- Stored data entries
^^^^
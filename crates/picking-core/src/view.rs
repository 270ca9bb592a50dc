//! Render-facing description of the current selection.

use std::fmt;

use serde::{Deserialize, Serialize};

use plate_geometry::{Point3d, Segment, Vec3};
use plate_types::{EdgeId, HoleId};

use crate::selection::SelectionPhase;

/// Marker drawn on the hovered or locked hole.
#[derive(Debug, Clone, Copy, PartialEq, Serialize, Deserialize)]
pub struct HoleMarker {
    pub hole: HoleId,
    pub center: Point3d,
    pub radius: f64,
}

/// A highlighted edge, already in render space, with the lift to apply.
#[derive(Debug, Clone, Copy, PartialEq, Serialize, Deserialize)]
pub struct EdgeHighlight {
    pub edge: EdgeId,
    pub segment: Segment,
    pub offset: Vec3,
}

/// Draw state of one plate edge. Unhighlighted edges carry a zero offset.
#[derive(Debug, Clone, Copy, PartialEq, Serialize, Deserialize)]
pub struct EdgeRenderState {
    pub edge: EdgeId,
    pub segment: Segment,
    pub highlighted: bool,
    pub offset: Vec3,
}

/// Hover popup contents and where to put it.
#[derive(Debug, Clone, Copy, PartialEq, Serialize, Deserialize)]
pub struct HoleTooltip {
    pub hole: HoleId,
    pub diameter: f64,
    pub position: Point3d,
    /// Client-pixel anchor for the popup's top-left corner.
    pub anchor: [f64; 2],
}

impl fmt::Display for HoleTooltip {
    fn fmt(&self, f: &mut fmt::Formatter<'_>) -> fmt::Result {
        write!(
            f,
            "Hole Diameter: {:.2} mm\nPosition: ({:.2}, {:.2}, {:.2})",
            self.diameter, self.position.x, self.position.y, self.position.z
        )
    }
}

#[derive(Debug, Clone, PartialEq, Default, Serialize, Deserialize)]
pub struct SelectionView {
    pub phase: SelectionPhase,
    pub hovered_hole: Option<HoleId>,
    pub hovered_edge: Option<EdgeId>,
    pub locked_hole: Option<HoleId>,
    pub locked_edges: Vec<EdgeId>,
    pub hole_marker: Option<HoleMarker>,
    pub edge_highlights: Vec<EdgeHighlight>,
    pub tooltip: Option<HoleTooltip>,
}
^^^^
- Task
Write the records out again. Each one must match exactly.

- Written response
filename crates/picking-core/src/view.rs
repository 270ca9bb592a50dc
//! Render-facing description of the current selection.

use std::fmt;

use serde::{Deserialize, Serialize};

use plate_geometry::{Point3d, Segment, Vec3};
use plate_types::{EdgeId, HoleId};

use crate::selection::SelectionPhase;

/// Marker drawn on the hovered or locked hole.
#[derive(Debug, Clone, Copy, PartialEq, Serialize, Deserialize)]
pub struct HoleMarker {
    pub hole: HoleId,
    pub center: Point3d,
    pub radius: f64,
}

/// A highlighted edge, already in render space, with the lift to apply.
#[derive(Debug, Clone, Copy, PartialEq, Serialize, Deserialize)]
pub struct EdgeHighlight {
    pub edge: EdgeId,
    pub segment: Segment,
    pub offset: Vec3,
}

/// Draw state of one plate edge. Unhighlighted edges carry a zero offset.
#[derive(Debug, Clone, Copy, PartialEq, Serialize, Deserialize)]
pub struct EdgeRenderState {
    pub edge: EdgeId,
    pub segment: Segment,
    pub highlighted: bool,
    pub offset: Vec3,
}

/// Hover popup contents and where to put it.
#[derive(Debug, Clone, Copy, PartialEq, Serialize, Deserialize)]
pub struct HoleTooltip {
    pub hole: HoleId,
    pub diameter: f64,
    pub position: Point3d,
    /// Client-pixel anchor for the popup's top-left corner.
    pub anchor: [f64; 2],
}

impl fmt::Display for HoleTooltip {
    fn fmt(&self, f: &mut fmt::Formatter<'_>) -> fmt::Result {
        write!(
            f,
            "Hole Diameter: {:.2} mm\nPosition: ({:.2}, {:.2}, {:.2})",
            self.diameter, self.position.x, self.position.y, self.position.z
        )
    }
}

#[derive(Debug, Clone, PartialEq, Default, Serialize, Deserialize)]
pub struct SelectionView {
    pub phase: SelectionPhase,
    pub hovered_hole: Option<HoleId>,
    pub hovered_edge: Option<EdgeId>,
    pub locked_hole: Option<HoleId>,
    pub locked_edges: Vec<EdgeId>,
    pub hole_marker: Option<HoleMarker>,
    pub edge_highlights: Vec<EdgeHighlight>,
    pub tooltip: Option<HoleTooltip>,
}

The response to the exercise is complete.